**Your objective**
Count how many lines in the data below include "UniqueViolation". Answer with the number only.

Start of Data extracts

//! Error taxonomy.
//!
//! Two layers:
//!
//! - [`StoreError`]: what a persistence backend can report. Unique
//!   violations carry the constraint name so callers can react to specific
//!   collisions (the order-id retry loop does).
//! - [`ArenaError`]: the domain taxonomy every service returns. The web
//!   layer maps each variant to exactly one HTTP status.

use thiserror::Error;

/// Result type for store operations.
pub type StoreResult<T> = Result<T, StoreError>;

/// Result type for domain services.
pub type ArenaResult<T> = Result<T, ArenaError>;

/// Errors reported by a persistence backend.
#[derive(Debug, Error)]
pub enum StoreError {
    /// The addressed row does not exist.
    #[error("{entity} {id} not found")]
    NotFound {
        /// Entity kind (e.g. `"payment"`).
        entity: &'static str,
        /// Identifier that was looked up.
        id: String,
    },

    /// A unique constraint rejected the write.
    #[error("unique constraint violated: {constraint}")]
    UniqueViolation {
        /// Name of the violated constraint.
        constraint: String,
    },

    /// A guarded write found the row in another state (a cart no longer
    /// ACTIVE, a flag already closed). The message is client-safe.
    #[error("{0}")]
    Precondition(String),

    /// Connection, query or transaction failure.
    #[error("database error: {0}")]
    Database(String),

    /// A stored value could not be decoded.
    #[error("serialization error: {0}")]
    Serialization(String),
}

impl StoreError {
    /// Cart writes that require an ACTIVE cart.
    #[must_use]
    pub fn cart_not_active() -> Self {
        Self::Precondition("Your cart has already been checked out or has expired".to_string())
    }

    /// Returns `true` if this is a unique violation of `constraint`.
    #[must_use]
    pub fn is_unique_violation_of(&self, constraint: &str) -> bool {
        matches!(self, Self::UniqueViolation { constraint: c } if c == constraint)
    }
}

/// Domain error taxonomy.
#[derive(Debug, Error)]
pub enum ArenaError {
    /// Bad or missing input, or a business rule rejected the request.
    #[error("{0}")]
    Validation(String),

    /// No (valid) session.
    #[error("{0}")]
    Unauthorized(String),

    /// Authenticated, but not allowed (wrong role or not the owner).
    #[error("{0}")]
    Forbidden(String),

    /// Referenced entity does not exist.
    #[error("{entity} {id} not found")]
    NotFound {
        /// Entity kind.
        entity: &'static str,
        /// Identifier that was looked up.
        id: String,
    },

    /// The request conflicts with existing state.
    #[error("{0}")]
    Conflict(String),

    /// Unexpected failure. The message is safe to log; clients only see a
    /// generic message.
    #[error("{message}")]
    Internal {
        /// Description for logs.
        message: String,
        /// Underlying cause, if any.
        #[source]
        source: Option<Box<dyn std::error::Error + Send + Sync>>,
    },
}

impl ArenaError {
    /// Creates a validation error.
    #[must_use]
    pub fn validation(message: impl Into<String>) -> Self {
        Self::Validation(message.into())
    }

    /// Creates a forbidden error.
    #[must_use]
    pub fn forbidden(message: impl Into<String>) -> Self {
        Self::Forbidden(message.into())
    }

    /// Creates a not-found error.
    #[must_use]
    pub fn not_found(entity: &'static str, id: impl std::fmt::Display) -> Self {
        Self::NotFound {
            entity,
            id: id.to_string(),
        }
    }

    /// Creates a conflict error.
    #[must_use]
    pub fn conflict(message: impl Into<String>) -> Self {
        Self::Conflict(message.into())
    }

    /// Creates an internal error without a source.
    #[must_use]
    pub fn internal(message: impl Into<String>) -> Self {
        Self::Internal {
            message: message.into(),
            source: None,
        }
    }
}

impl From<StoreError> for ArenaError {
    fn from(err: StoreError) -> Self {
        match err {
            StoreError::NotFound { entity, id } => Self::NotFound { entity, id },
            StoreError::UniqueViolation { constraint } => {
                Self::Conflict(format!("Duplicate record ({constraint})"))
            }
            StoreError::Precondition(message) => Self::Validation(message),
            other => Self::Internal {
                message: "Storage operation failed".to_string(),
                source: Some(Box::new(other)),
            },
        }
    }
}

/// A stored or submitted string did not name a known enum variant.
#[derive(Debug, Clone, Error, PartialEq, Eq)]
#[error("unknown {kind} value: {value}")]
pub struct ParseEnumError {
    /// Enum type name.
    pub kind: &'static str,
    /// Offending text.
    pub value: String,
}

impl From<ParseEnumError> for StoreError {
    fn from(err: ParseEnumError) -> Self {
        Self::Serialization(err.to_string())
    }
}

End of Data extracts

**Task output**
3